ADP reports that private sector jobs skyrocketed as companies created more jobs than projected.
In May, private sector jobs increased by about 267,000, with June projected to add 220,000 according to Dow Jones consensus estimate.
This increase of nearly half a million jobs is the largest monthly increase since July 2022.
Sarah House, senior economist at Wells Fargo, said she’s expecting a “gradual cooling” to wash over the labor market.
“The jobs market is not collapsing,” she said. “But as we get further away from the [pandemic] reopening, the impact of tighter monetary policy increasingly bites. We do look for the job gains to continue to ease on trend.”
“Consumer-facing service industries had a strong June, aligning to push job creation higher than expected,” said Nela Richardson, chief economist at ADP. “But wage growth continues to ebb in these same industries, and hiring likely is cresting after a late-cycle surge.”
Other industries also saw an increase in jobs. Leisure and hospitality led with 232,000 new hires, followed by construction with 97,000, and trade, transportation and utilities at 90,000.
Education and health services increased by 74,000, natural resources and mining with 69,000, and the “other services” classification sits at 28,000.
Manufacturing lost 42,000 jobs, while information was off 30,000 and financial activities saw a decline of 16,000.
“The drop in cuts is not unusual for the summer months; in fact, June is historically the slowest month on average for announcements,” Andy Challenger, senior vice president of Challenger, Gray & Christmas, said in a statement. “It is also possible that the deep job losses predicted due to inflation and interest rates will not come to pass, particularly as the Fed holds rates.”
Broadly speaking, service providers contributed 373,000 of the total, while goods producers added 124,000.
Companies with fewer than 50 employees were responsible for most of the job growth, adding 299,000 positions.
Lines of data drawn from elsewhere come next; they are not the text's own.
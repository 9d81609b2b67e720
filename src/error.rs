//! Error types for kibana-exporter
//!
//! This module defines the error types used throughout the application.

use thiserror::Error;

/// 응답 본문 스니펫 최대 길이 (바이트)
pub const MAX_BODY_SNIPPET: usize = 1024;

/// Kibana status 클라이언트 에러 타입
#[derive(Error, Debug)]
pub enum ClientError {
    /// HTTP 클라이언트 초기화 실패
    #[error("Failed to initialize HTTP client: {0}")]
    Init(#[source] reqwest::Error),

    /// 네트워크 에러 (연결 실패, 타임아웃, 전송 에러)
    #[error("Request to Kibana failed: {0}")]
    Network(#[source] reqwest::Error),

    /// 200 이외의 HTTP 상태 코드
    #[error("Unexpected status {status} from Kibana{}", body_suffix(.body))]
    UnexpectedStatus { status: u16, body: String },

    /// 응답 본문 JSON 디코딩 실패
    #[error("Failed to decode Kibana status: {0}")]
    Decode(#[source] serde_json::Error),
}

impl ClientError {
    /// 타임아웃으로 인한 에러인지 확인
    pub fn is_timeout(&self) -> bool {
        matches!(self, ClientError::Network(e) if e.is_timeout())
    }

    /// HTTP 상태 코드 추출
    pub fn http_status(&self) -> Option<u16> {
        match self {
            ClientError::UnexpectedStatus { status, .. } => Some(*status),
            _ => None,
        }
    }

    /// Build an `UnexpectedStatus` error, truncating the body to a snippet
    pub fn unexpected_status(status: u16, body: &str) -> Self {
        ClientError::UnexpectedStatus {
            status,
            body: snippet(body, MAX_BODY_SNIPPET).to_string(),
        }
    }
}

fn body_suffix(body: &str) -> String {
    if body.is_empty() {
        String::new()
    } else {
        format!(": {}", body)
    }
}

/// Truncate `s` to at most `max` bytes without splitting a character
fn snippet(s: &str, max: usize) -> &str {
    if s.len() <= max {
        return s;
    }
    let mut end = max;
    while !s.is_char_boundary(end) {
        end -= 1;
    }
    &s[..end]
}

/// Result type alias for client operations
pub type ClientResult<T> = Result<T, ClientError>;
//! Prometheus Exposition Format output
//!
//! This module handles formatting of collected samples into the text
//! exposition format (version 0.0.4).
//!
//! # Format Specification
//!
//! ```text
//! # HELP <metric_name> <help_text>
//! # TYPE <metric_name> <type>
//! <metric_name>{<label1>="<value1>",<label2>="<value2>"} <value>
//! ```

use std::collections::HashMap;

use super::catalog::Sample;

/// Content type of the text exposition format
pub const CONTENT_TYPE: &str = "text/plain; version=0.0.4; charset=utf-8";

/// Prometheus exposition format formatter
///
/// # Example
///
/// ```ignore
/// use kibana_exporter::transformer::{Catalog, PrometheusFormatter, Sample};
///
/// let catalog = Catalog::new();
/// let samples = vec![Sample::new(&catalog.up, 1.0)];
/// let output = PrometheusFormatter::new().format(&samples);
/// ```
#[derive(Debug, Clone, Default)]
pub struct PrometheusFormatter;

impl PrometheusFormatter {
    /// Create a new formatter
    pub fn new() -> Self {
        Self
    }

    /// Format samples into Prometheus exposition format
    ///
    /// # Notes
    ///
    /// - HELP and TYPE lines are emitted once per metric name
    /// - Samples with the same name are grouped together, in order of first occurrence
    /// - Labels keep the descriptor's label order
    pub fn format(&self, samples: &[Sample<'_>]) -> String {
        if samples.is_empty() {
            return String::new();
        }

        let mut output = String::with_capacity(samples.len() * 100);

        for group in Self::group_by_name(samples) {
            let descriptor = group[0].descriptor;

            output.push_str(&format!(
                "# HELP {} {}\n",
                descriptor.name,
                Self::escape_help(&descriptor.help)
            ));
            output.push_str(&format!(
                "# TYPE {} {}\n",
                descriptor.name,
                descriptor.metric_type.as_str()
            ));

            for sample in group {
                output.push_str(&Self::format_sample_line(sample));
                output.push('\n');
            }
        }

        output
    }

    /// Group samples by name, preserving order of first occurrence
    fn group_by_name<'s, 'a>(samples: &'s [Sample<'a>]) -> Vec<Vec<&'s Sample<'a>>> {
        let mut index: HashMap<&str, usize> = HashMap::new();
        let mut groups: Vec<Vec<&Sample>> = Vec::new();

        for sample in samples {
            match index.get(sample.name()) {
                Some(&i) => groups[i].push(sample),
                None => {
                    index.insert(sample.name(), groups.len());
                    groups.push(vec![sample]);
                }
            }
        }

        groups
    }

    /// Format a single sample line
    fn format_sample_line(sample: &Sample<'_>) -> String {
        let mut line = sample.name().to_string();

        if !sample.label_values.is_empty() {
            let label_pairs: Vec<String> = sample
                .labels()
                .map(|(k, v)| format!("{}=\"{}\"", k, Self::escape_label_value(v)))
                .collect();

            line.push('{');
            line.push_str(&label_pairs.join(","));
            line.push('}');
        }

        line.push(' ');
        line.push_str(&Self::format_value(sample.value));

        line
    }

    /// Format a numeric value for Prometheus
    ///
    /// - NaN → "NaN"
    /// - +Inf → "+Inf"
    /// - -Inf → "-Inf"
    /// - Integers are formatted without decimal point
    /// - Everything else uses the shortest round-trip representation
    fn format_value(value: f64) -> String {
        if value.is_nan() {
            "NaN".to_string()
        } else if value.is_infinite() {
            if value.is_sign_positive() {
                "+Inf".to_string()
            } else {
                "-Inf".to_string()
            }
        } else if value.fract() == 0.0 && value.abs() < 1e15 {
            format!("{}", value as i64)
        } else {
            format!("{}", value)
        }
    }

    /// Escape help text
    ///
    /// Escapes backslash and newline characters.
    fn escape_help(help: &str) -> String {
        help.replace('\\', "\\\\").replace('\n', "\\n")
    }

    /// Escape label value
    ///
    /// Escapes backslash, double-quote, and newline characters.
    fn escape_label_value(value: &str) -> String {
        let mut escaped = String::with_capacity(value.len());
        for c in value.chars() {
            match c {
                '\\' => escaped.push_str("\\\\"),
                '"' => escaped.push_str("\\\""),
                '\n' => escaped.push_str("\\n"),
                _ => escaped.push(c),
            }
        }
        escaped
    }
}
Firms with more than 500 workers lost 8,000 jobs, while mid-size companies contributed 183,000.
Annual pay increased by 6.4%, a direct result of recent uptick in interest rates in the United States according to the Federal Reserve.
Unemployment rates increased from 3.4% to 3.7%, which caught economists off-guard considering the large increase in jobs.
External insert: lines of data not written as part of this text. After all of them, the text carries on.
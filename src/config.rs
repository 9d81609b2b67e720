//! Configuration management for kibana-exporter
//!
//! Handles loading and validating configuration from YAML files and
//! applying command-line overrides on top.

use serde::{Deserialize, Serialize};
use std::path::Path;
use thiserror::Error;

use crate::cli::Cli;

/// Paths served by the exporter itself; the metrics path may not shadow them
const RESERVED_PATHS: &[&str] = &["/", "/health", "/ready"];

/// Configuration errors
#[derive(Error, Debug)]
pub enum ConfigError {
    /// Error reading the configuration file
    #[error("Failed to read config file: {0}")]
    ReadError(#[from] std::io::Error),

    /// Error parsing the configuration file
    #[error("Failed to parse config file: {0}")]
    ParseError(#[from] serde_yaml::Error),

    /// Configuration validation error
    #[error("Invalid configuration: {0}")]
    ValidationError(String),
}

/// Main configuration structure
#[derive(Debug, Clone, Default, Serialize, Deserialize)]
pub struct Config {
    /// Kibana endpoint configuration
    #[serde(default)]
    pub kibana: KibanaConfig,

    /// HTTP server configuration
    #[serde(default)]
    pub server: ServerConfig,
}

/// Kibana endpoint configuration
#[derive(Debug, Clone, Serialize, Deserialize)]
pub struct KibanaConfig {
    /// Kibana base URL
    #[serde(default = "default_kibana_url")]
    pub url: String,

    /// Optional username for basic auth
    #[serde(default)]
    pub username: Option<String>,

    /// Optional password for basic auth
    #[serde(default, skip_serializing)]
    pub password: Option<String>,

    /// Request timeout in milliseconds
    #[serde(default = "default_timeout")]
    pub timeout_ms: u64,

    /// Skip TLS certificate verification
    #[serde(default)]
    pub insecure_skip_verify: bool,
}

/// HTTP server configuration
#[derive(Debug, Clone, Serialize, Deserialize)]
pub struct ServerConfig {
    /// Server port
    #[serde(default = "default_port")]
    pub port: u16,

    /// Metrics endpoint path
    #[serde(default = "default_metrics_path")]
    pub path: String,

    /// Server bind address
    #[serde(default = "default_bind_address")]
    pub bind_address: String,
}

// Default value functions
fn default_kibana_url() -> String {
    "http://localhost:5601".to_string()
}

fn default_timeout() -> u64 {
    10_000
}

fn default_port() -> u16 {
    9684
}

fn default_metrics_path() -> String {
    "/metrics".to_string()
}

fn default_bind_address() -> String {
    "0.0.0.0".to_string()
}

impl Default for KibanaConfig {
    fn default() -> Self {
        Self {
            url: default_kibana_url(),
            username: None,
            password: None,
            timeout_ms: default_timeout(),
            insecure_skip_verify: false,
        }
    }
}

impl Default for ServerConfig {
    fn default() -> Self {
        Self {
            port: default_port(),
            path: default_metrics_path(),
            bind_address: default_bind_address(),
        }
    }
}

impl Config {
    /// Load configuration from a YAML file
    ///
    /// # Errors
    /// Returns an error if the file cannot be read or parsed
    pub fn load<P: AsRef<Path>>(path: P) -> Result<Self, ConfigError> {
        let contents = std::fs::read_to_string(path.as_ref())?;
        Self::from_yaml(&contents)
    }

    /// Parse and validate configuration from a YAML string
    pub fn from_yaml(contents: &str) -> Result<Self, ConfigError> {
        let config: Config = serde_yaml::from_str(contents)?;
        config.validate()?;
        Ok(config)
    }

    /// Load configuration from a YAML file, falling back to defaults if not found
    pub fn load_or_default<P: AsRef<Path>>(path: P) -> Result<Self, ConfigError> {
        let path = path.as_ref();

        if !path.exists() {
            tracing::warn!(
                path = %path.display(),
                "Config file not found, using defaults"
            );
            return Ok(Self::default());
        }

        Self::load(path)
    }

    /// Apply command-line (and environment) overrides, then re-validate
    pub fn with_overrides(mut self, cli: &Cli) -> Result<Self, ConfigError> {
        if let Some(port) = cli.port {
            self.server.port = port;
        }
        if let Some(ref bind_address) = cli.bind_address {
            self.server.bind_address = bind_address.clone();
        }
        if let Some(ref path) = cli.metrics_path {
            self.server.path = path.clone();
        }
        if let Some(ref url) = cli.kibana_url {
            self.kibana.url = url.clone();
        }
        if let Some(ref username) = cli.kibana_username {
            self.kibana.username = Some(username.clone());
        }
        if let Some(ref password) = cli.kibana_password {
            self.kibana.password = Some(password.clone());
        }
        if let Some(timeout) = cli.timeout {
            self.kibana.timeout_ms = timeout;
        }
        if cli.insecure_skip_verify {
            self.kibana.insecure_skip_verify = true;
        }

        self.validate()?;
        Ok(self)
    }

    /// Validate the configuration
    pub fn validate(&self) -> Result<(), ConfigError> {
        if self.server.port == 0 {
            return Err(ConfigError::ValidationError(
                "Server port must be greater than 0".to_string(),
            ));
        }

        if !self.server.path.starts_with('/') {
            return Err(ConfigError::ValidationError(
                "Metrics path must start with '/'".to_string(),
            ));
        }

        if RESERVED_PATHS.contains(&self.server.path.as_str()) {
            return Err(ConfigError::ValidationError(format!(
                "Metrics path '{}' conflicts with a built-in endpoint",
                self.server.path
            )));
        }

        if self.server.bind_address != "localhost"
            && self.server.bind_address.parse::<std::net::IpAddr>().is_err()
        {
            return Err(ConfigError::ValidationError(format!(
                "Invalid bind_address '{}': use an IP address or 'localhost'",
                self.server.bind_address
            )));
        }

        if self.kibana.timeout_ms == 0 {
            return Err(ConfigError::ValidationError(
                "Kibana timeout must be greater than 0".to_string(),
            ));
        }

        let url = url::Url::parse(&self.kibana.url).map_err(|e| {
            ConfigError::ValidationError(format!("Invalid Kibana URL '{}': {}", self.kibana.url, e))
        })?;
        if !matches!(url.scheme(), "http" | "https") {
            return Err(ConfigError::ValidationError(format!(
                "Kibana URL must use http or https, got '{}'",
                url.scheme()
            )));
        }

        Ok(())
    }
}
“It likely ticked higher in June to 3.9% with the entry of recent college graduates to the jobs market and slowing reemployment among workers who were recently laid off,” Aaron Terrazas, Glassdoor’s chief economist, said in commentary issued last week. “If this occurs, the unemployment rate will have increased 0.5 percentage points in two months — an important benchmark for many economists.”
Recent job market data shows that more businesses are “labor hoarding” by maintaining headcounts in spite of softening demand.
“We do think that businesses will be a little bit more reluctant to let workers go,” said Sarah House, senior economist at Wells Fargo.
“The intention might be to keep workers on, come what may, but when push comes to shove, their finances might dictate otherwise,” she added.